Canyon Ski Resort is located on the banks of the Red Deer River. It is located 9 km east of Red Deer, Alberta, Canada, along the David Thompson Highway.

It has one triple chair, one double chair, two T-bars, a platter tow and a tube tow.  Some of its main runs are the Powderhorn, Holiday, and Sun Deck.  The resort also hosts a snowboard Terrain Park and Super Pipe run.
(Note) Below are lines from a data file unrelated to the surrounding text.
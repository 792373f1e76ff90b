//! Low-level value predicates used by the parser.
//!
//! These check the lexical shape of identifiers and namespaces; structural
//! document validation beyond what the builder enforces is out of scope.

use regex::Regex;
use std::sync::LazyLock;

static SPDX_ID_RE: LazyLock<Regex> =
    LazyLock::new(|| Regex::new(r"^SPDXRef-[A-Za-z0-9.\-]+$").expect("static regex"));

static EXTERNAL_DOC_ID_RE: LazyLock<Regex> =
    LazyLock::new(|| Regex::new(r"^DocumentRef-[A-Za-z0-9.\-]+$").expect("static regex"));

static NAMESPACE_RE: LazyLock<Regex> =
    LazyLock::new(|| Regex::new(r"^[a-zA-Z][a-zA-Z0-9+.\-]*://\S+$").expect("static regex"));

/// Whether `value` is a well-formed element id (`SPDXRef-` plus an idstring
/// of letters, digits, `.`, and `-`).
#[must_use]
pub fn validate_spdx_id(value: &str) -> bool {
    SPDX_ID_RE.is_match(value)
}

/// Whether `value` is a well-formed external document id (`DocumentRef-`
/// plus an idstring).
#[must_use]
pub fn validate_external_document_id(value: &str) -> bool {
    EXTERNAL_DOC_ID_RE.is_match(value)
}

/// Whether `value` is a usable document namespace: an absolute URI without
/// whitespace or a fragment part.
#[must_use]
pub fn validate_document_namespace(value: &str) -> bool {
    NAMESPACE_RE.is_match(value) && !value.contains('#')
}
The vertical drop is 146 m (480 ft).

The main lodge is at the base of the ski runs and is located in a river valley, at the upper end of a steep road.  The upper lift stations are at the top of the river valley, in relatively flat prairie farmland.  While unloading at the top of the triple chairlift, you see a working oil pump jack and often cattle grazing immediately in front of you.

Canyon Ski Resort was one of the first Canadian ski hills to use artificial snow-making equipment in the 1960s.  As a result of this and relatively cold fall temperatures in central Alberta, it was reliably one of the first ski areas to open in Canada.  Consequently, the Canadian National Ski team used Canyon Ski Resort for its early season training in the 1960s. Canyon Ski Resport hosted the alpine skiing, freestyle skiing, and snowboarding events for the 2019 Canada Winter Games.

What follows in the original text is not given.